Pandas - Filtering DataFrame

Introduction

The article explains how filtering works in Pandas, the most important common operation in Data Analysis is to filter the data, in Pandas, there are quite a few ways to filter the DataFrame. Let's explore all of them

Setup

We will work on a Kaggle dataset that provides YouTube video trending statistics, URL: https://www.kaggle.com/datasnaek/youtube-new, and the file we are using is ‘USvideos.csv’.

df = pd.read_csv('USvideos.csv')
df.columns   

The columns of the data set are

Using Logical Operators

In Data Analysis, the most common scenario is to find the data which is greater / lesser in DataFrame, For example, in our YouTube trending video analysis, filter DataFrame which has more than a million likes.

First, create our DataFrame and sort it by the ‘likes’ column in ascending order to understand our dataset and check what the total count is,

likesdf = df.sort_values('likes', ascending=False)
len(likesdf) // 40949

Upon executing the ‘len’ function on the DataFrame the total number of rows in the dataset is 40,949, let’s filter the ‘likesdf’ and identify the videos which have more than a million likes

millionLikesDF = likesdf[likesdf['likes'] > 1000000] 
len(millionLikesDF) // 369

The total number returned is 369, to get the ‘title’ we need to simply pass the ‘title’ column in the DataFrame.

We can combine multiple logical operators for getting the more granular results, lets find videos which is liked and disliked more than one million times

DF = likesdf[(likesdf['likes'] > 1000000) & (likesdf['dislikes'] > 1000000)] //12

Upon executing we found that there are 12 videos in the dataset which is liked and disliked more than a million times.

Filtering Textual Data

For filtering the text data we should use the ‘Str’ accessor, there are various efficient functions available for us to filter Strings in Pandas.

Filter the videos whose title starts with ‘BTS’.

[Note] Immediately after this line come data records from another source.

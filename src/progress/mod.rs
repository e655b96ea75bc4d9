// Crossfade progress estimation
// Synthetic 0-100 loading percentage from elapsed time vs. a host estimate.

mod estimator;

pub use estimator::{ProgressEstimator, COMPLETE_THRESHOLD};
// Crossfade sequencer configuration
//
// All timing knobs in one place, plus the host-supplied load-duration
// estimator. The defaults match the behavior marketing pages expect;
// tests override individual fields via struct update syntax.

use std::sync::Arc;
use std::time::Duration;

use tokio::time::Instant;

/// Host-supplied hook estimating how long the initial load will take.
///
/// Receives the instant the load started and returns the estimated total
/// duration. The synthetic progress percentage is elapsed time divided by
/// this estimate.
pub type LoadEstimator = Arc<dyn Fn(Instant) -> Duration + Send + Sync>;

/// Configuration for a [`Sequencer`](crate::Sequencer) instance.
#[derive(Clone)]
pub struct SequencerConfig {
    /// Estimator for the initial load duration (see [`LoadEstimator`])
    pub estimate_load_duration: LoadEstimator,

    /// Period of the frame-polling loops (progress, anchor resolution)
    pub frame_period: Duration,

    /// Hold at 100% before the preloader animations start
    pub hold_delay: Duration,

    /// Maximum extra wait after document-ready before loading completes
    /// regardless of the synthetic progress value
    pub max_extra_delay: Duration,

    /// Overall cap on waiting for tracked promises to settle
    pub settle_timeout: Duration,

    /// Maximum fixed-point rounds over the tracked-promise set
    pub max_settle_rounds: usize,

    /// Slack added after the longest preloader animation duration
    pub animation_buffer: Duration,

    /// Consecutive frames an anchor may be missing before giving up
    pub anchor_miss_cap: u32,

    /// Consecutive sub-threshold frames before a scroll counts as settled
    pub anchor_stable_ticks: u32,

    /// Scroll delta (px) below which a frame counts as stable
    pub anchor_noise_px: f64,

    /// Scroll offset (px) above an anchor when no per-element offset is set
    pub default_anchor_offset: f64,

    /// Grace delay before cleanup after opening an external destination
    pub external_cleanup_delay: Duration,

    /// Reset scroll to top when the initial load completes
    pub reset_scroll_on_load: bool,
}

impl Default for SequencerConfig {
    fn default() -> Self {
        Self {
            estimate_load_duration: Arc::new(|_| Duration::from_millis(2000)),
            frame_period: Duration::from_millis(16),
            hold_delay: Duration::from_millis(250),
            max_extra_delay: Duration::from_secs(3),
            settle_timeout: Duration::from_secs(10),
            max_settle_rounds: 8,
            animation_buffer: Duration::from_millis(50),
            anchor_miss_cap: 10,
            anchor_stable_ticks: 60,
            anchor_noise_px: 10.0,
            default_anchor_offset: 100.0,
            external_cleanup_delay: Duration::from_millis(1500),
            reset_scroll_on_load: true,
        }
    }
}

impl SequencerConfig {
    /// Replace the load-duration estimator.
    pub fn with_estimator(
        mut self,
        estimator: impl Fn(Instant) -> Duration + Send + Sync + 'static,
    ) -> Self {
        self.estimate_load_duration = Arc::new(estimator);
        self
    }
}

#[cfg(test)]
mod tests {
    use super::*;

    #[test]
    fn test_default_timings() {
        let config = SequencerConfig::default();
        assert_eq!(config.hold_delay, Duration::from_millis(250));
        assert_eq!(config.anchor_miss_cap, 10);
        assert_eq!(config.anchor_stable_ticks, 60);
        assert_eq!(config.settle_timeout, Duration::from_secs(10));
    }

    #[tokio::test]
    async fn test_with_estimator_overrides_hook() {
        let config =
            SequencerConfig::default().with_estimator(|_| Duration::from_millis(1000));
        let estimate = (config.estimate_load_duration)(Instant::now());
        assert_eq!(estimate, Duration::from_millis(1000));
    }
}
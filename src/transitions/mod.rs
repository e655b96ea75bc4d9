// Crossfade transitions
// Named enter/exit animation sets and the orchestrator that serializes
// inter-page navigations around them.

mod orchestrator;
mod registry;

pub use orchestrator::{NavigationOutcome, NavigationRequest, TransitionOrchestrator};
pub use registry::{
    longest_side_duration, TransitionAnimation, TransitionHandlers, TransitionRegistry,
    TransitionToken,
};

likesdf[likesdf.title.str.startswith('BTS')] //151

Total 151 videos exist in the dataset whose title starts with ‘BTS’, similarly, we can use the ‘contains’ function for filtering the videos based on any pattern in the title.

How about filtering the title whose title does not start with ‘BTS’, in that case, we should be using the tilde operator (~).

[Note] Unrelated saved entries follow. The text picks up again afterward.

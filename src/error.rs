// Crossfade error types
//
// Every failure in the sequencer is recoverable: the primary guarantee is
// that the page always becomes interactive, so callers log these and
// proceed without the optional effect instead of aborting.

use std::fmt;

/// Errors that can occur while sequencing loads and transitions
#[derive(Debug)]
pub enum SequencerError {
    /// A bounded wait elapsed before the awaited work settled
    Timeout {
        operation: String,
        duration_ms: u64,
    },

    /// An anchor element never appeared within the retry cap
    AnchorNotFound(String),

    /// The host router rejected or failed a navigation
    Router(String),

    /// A destination could not be parsed as a URL
    InvalidDestination(String),
}

impl fmt::Display for SequencerError {
    fn fmt(&self, f: &mut fmt::Formatter<'_>) -> fmt::Result {
        match self {
            Self::Timeout {
                operation,
                duration_ms,
            } => {
                write!(f, "Timeout after {}ms waiting for: {}", duration_ms, operation)
            }
            Self::AnchorNotFound(anchor) => {
                write!(f, "Anchor '#{}' never appeared; scrolled without it", anchor)
            }
            Self::Router(msg) => write!(f, "Router failed: {}", msg),
            Self::InvalidDestination(dest) => {
                write!(f, "Destination is not a valid URL: '{}'", dest)
            }
        }
    }
}

impl std::error::Error for SequencerError {}

impl From<url::ParseError> for SequencerError {
    fn from(err: url::ParseError) -> Self {
        Self::InvalidDestination(err.to_string())
    }
}

/// Result type for sequencer operations
pub type SequencerResult<T> = Result<T, SequencerError>;

#[cfg(test)]
mod tests {
    use super::*;

    #[test]
    fn test_error_display() {
        let err = SequencerError::Timeout {
            operation: "tracked promises".to_string(),
            duration_ms: 10_000,
        };
        assert!(err.to_string().contains("10000ms"));
        assert!(err.to_string().contains("tracked promises"));

        let err = SequencerError::AnchorNotFound("pricing".to_string());
        assert!(err.to_string().contains("#pricing"));
    }

    #[test]
    fn test_url_error_conversion() {
        let parse_err = url::Url::parse("not a url").unwrap_err();
        let err: SequencerError = parse_err.into();
        assert!(matches!(err, SequencerError::InvalidDestination(_)));
    }
}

likesdf[~likesdf.title.str.startswith('BTS')] //40798

Total number = 40798 and 40798 + 151 = 40949, which is our total data set count.

Query Function

The query function, query the columns of the DataFrame with a Boolean expression. Using the query function, let’s filter the dataset and find the videos which has more than a million likes.

likesdf.query('likes > 1000000') //369

using query function we can filter based on multiple conditions, let’s identify the same scenario to find the videos which have more than one million likes and dislikes.

likesdf.query('likes > 1000000 and dislikes > 1000000') //12 rows.

isin

isin function is also used for filtering, the result will be returned only when all the elements match in the List on which ‘isin’ is performed.

titleList = ['BTS', 'Hollywood']
likesdf[likesdf.title.isin(titleList)]

Nothing will be returned because we don’t have any title in the dataset

titleList = ['DJI Live - Adventure Unfolds']
likesdf[likesdf.title.isin(titleList)]

This time result will be returned because the match found

loc / iloc

The loc function selects rows/columns using labels, whereas the iloc filters are based on the indices.

loc: Let’s explore .loc with an example, filter the rows in the DataFrame where category_id is 10.

likesdf.loc[likesdf['category_id'] == 10]

We can combine logical operators like and/or within the loc function as well. If we want to locate only single row data, for example, filter the ‘title’ of the 10th row of the DataFrame, we can pass index, in that case,

likesdf.loc[10, 'title']  

iloc: The iloc should be used for filtering the DataFrame based on row/column indices. Filter the data of the 0th row and 0th column in the DataFrame

likesdf.iloc[0,0] 

Or inside a loop, we can do,

for i in range(len(likesdf)):
     print(likesdf.iloc[i,3], likesdf.iloc[i,4])

Finding Largest or Smallest Value in DataFrame

For filtering the largest or smallest rows in specific columns in DataFrame, we can use ‘nlargest’ and ‘nsmallest’ functions.

Filter top two most liked video’s

likesdf.nlargest(2, 'likes')

For least liked videos

likesdf.nsmallest(2, 'likes')

These are the most efficient approaches of Data filtering in Pandas, I hope you find this article useful, and Thank You for reading.